[ASSIGNMENT]:
Take the line with "flushed after a" and every line after it in the data. Transcribe them exactly, through the last.

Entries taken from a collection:
***

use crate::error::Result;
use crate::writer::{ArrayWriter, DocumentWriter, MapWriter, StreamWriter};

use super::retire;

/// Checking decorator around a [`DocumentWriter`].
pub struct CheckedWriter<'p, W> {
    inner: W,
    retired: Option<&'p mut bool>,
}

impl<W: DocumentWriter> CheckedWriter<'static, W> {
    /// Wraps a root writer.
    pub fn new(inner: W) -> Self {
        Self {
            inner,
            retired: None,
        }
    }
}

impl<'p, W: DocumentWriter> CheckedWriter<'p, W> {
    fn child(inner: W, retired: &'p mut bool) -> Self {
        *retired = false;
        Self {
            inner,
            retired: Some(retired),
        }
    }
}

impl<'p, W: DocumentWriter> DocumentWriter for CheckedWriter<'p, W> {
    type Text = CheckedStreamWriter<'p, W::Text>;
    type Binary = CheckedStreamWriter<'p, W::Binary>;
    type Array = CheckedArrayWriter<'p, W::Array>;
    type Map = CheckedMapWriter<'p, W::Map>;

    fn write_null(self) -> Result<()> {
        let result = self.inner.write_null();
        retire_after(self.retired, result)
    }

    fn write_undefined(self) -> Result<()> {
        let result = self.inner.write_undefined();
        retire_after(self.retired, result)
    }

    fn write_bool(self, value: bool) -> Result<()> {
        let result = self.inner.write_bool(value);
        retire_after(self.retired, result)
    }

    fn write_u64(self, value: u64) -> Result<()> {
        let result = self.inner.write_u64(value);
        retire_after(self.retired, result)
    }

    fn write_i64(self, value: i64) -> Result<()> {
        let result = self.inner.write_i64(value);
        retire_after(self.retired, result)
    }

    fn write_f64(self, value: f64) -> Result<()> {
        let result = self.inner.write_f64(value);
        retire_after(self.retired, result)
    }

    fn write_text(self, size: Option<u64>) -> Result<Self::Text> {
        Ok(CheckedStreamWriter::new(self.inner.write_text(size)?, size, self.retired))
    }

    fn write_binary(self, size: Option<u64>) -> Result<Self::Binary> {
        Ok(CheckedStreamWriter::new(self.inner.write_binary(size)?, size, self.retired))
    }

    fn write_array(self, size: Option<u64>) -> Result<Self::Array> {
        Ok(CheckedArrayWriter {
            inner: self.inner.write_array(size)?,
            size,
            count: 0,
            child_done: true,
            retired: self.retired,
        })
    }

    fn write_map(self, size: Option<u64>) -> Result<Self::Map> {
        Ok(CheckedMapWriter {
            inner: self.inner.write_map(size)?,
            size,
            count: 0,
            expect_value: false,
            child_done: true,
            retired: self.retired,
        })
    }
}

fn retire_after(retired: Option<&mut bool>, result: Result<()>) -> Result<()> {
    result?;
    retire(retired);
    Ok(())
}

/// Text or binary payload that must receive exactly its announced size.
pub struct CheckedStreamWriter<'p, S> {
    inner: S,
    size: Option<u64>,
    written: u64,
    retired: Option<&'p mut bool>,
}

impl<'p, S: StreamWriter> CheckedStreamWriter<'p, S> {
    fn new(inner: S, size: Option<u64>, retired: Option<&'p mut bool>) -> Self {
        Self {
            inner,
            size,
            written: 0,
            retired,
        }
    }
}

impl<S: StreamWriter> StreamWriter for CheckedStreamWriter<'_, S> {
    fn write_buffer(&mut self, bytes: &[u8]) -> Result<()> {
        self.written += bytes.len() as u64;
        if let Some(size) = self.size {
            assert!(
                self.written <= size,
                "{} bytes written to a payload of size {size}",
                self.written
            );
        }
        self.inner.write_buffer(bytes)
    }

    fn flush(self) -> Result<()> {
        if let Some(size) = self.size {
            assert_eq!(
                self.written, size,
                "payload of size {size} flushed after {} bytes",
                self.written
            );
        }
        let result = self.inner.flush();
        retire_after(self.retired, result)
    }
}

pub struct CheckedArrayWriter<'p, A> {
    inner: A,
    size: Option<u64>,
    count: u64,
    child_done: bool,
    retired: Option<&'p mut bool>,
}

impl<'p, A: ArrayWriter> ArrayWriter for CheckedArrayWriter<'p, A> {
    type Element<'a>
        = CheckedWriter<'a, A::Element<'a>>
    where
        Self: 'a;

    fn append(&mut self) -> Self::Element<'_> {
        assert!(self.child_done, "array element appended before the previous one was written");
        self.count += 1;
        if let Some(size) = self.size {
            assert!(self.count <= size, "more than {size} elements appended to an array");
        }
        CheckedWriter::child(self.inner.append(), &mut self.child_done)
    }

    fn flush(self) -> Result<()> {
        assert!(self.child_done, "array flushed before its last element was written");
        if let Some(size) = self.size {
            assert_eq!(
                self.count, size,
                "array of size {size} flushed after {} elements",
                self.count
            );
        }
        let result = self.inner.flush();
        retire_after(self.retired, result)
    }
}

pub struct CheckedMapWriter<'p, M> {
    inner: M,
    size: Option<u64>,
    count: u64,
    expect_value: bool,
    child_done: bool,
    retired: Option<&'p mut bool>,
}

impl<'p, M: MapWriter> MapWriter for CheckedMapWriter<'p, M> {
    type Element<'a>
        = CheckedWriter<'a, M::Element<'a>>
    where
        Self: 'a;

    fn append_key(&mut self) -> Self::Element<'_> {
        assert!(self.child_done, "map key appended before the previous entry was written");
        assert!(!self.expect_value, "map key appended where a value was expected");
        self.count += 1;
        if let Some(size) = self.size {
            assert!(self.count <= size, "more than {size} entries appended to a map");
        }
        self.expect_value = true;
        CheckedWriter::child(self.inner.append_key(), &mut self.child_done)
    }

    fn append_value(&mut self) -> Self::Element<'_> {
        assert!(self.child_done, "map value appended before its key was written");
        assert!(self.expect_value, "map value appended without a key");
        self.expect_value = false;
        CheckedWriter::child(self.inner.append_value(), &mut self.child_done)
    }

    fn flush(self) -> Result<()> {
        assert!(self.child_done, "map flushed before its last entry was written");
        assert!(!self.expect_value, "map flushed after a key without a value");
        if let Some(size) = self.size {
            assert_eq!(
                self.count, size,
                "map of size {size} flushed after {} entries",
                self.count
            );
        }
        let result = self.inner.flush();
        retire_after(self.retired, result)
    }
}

***

[TASK RESULT]:
        assert!(!self.expect_value, "map flushed after a key without a value");
        if let Some(size) = self.size {
            assert_eq!(
                self.count, size,
                "map of size {size} flushed after {} entries",
                self.count
            );
        }
        let result = self.inner.flush();
        retire_after(self.retired, result)
    }
}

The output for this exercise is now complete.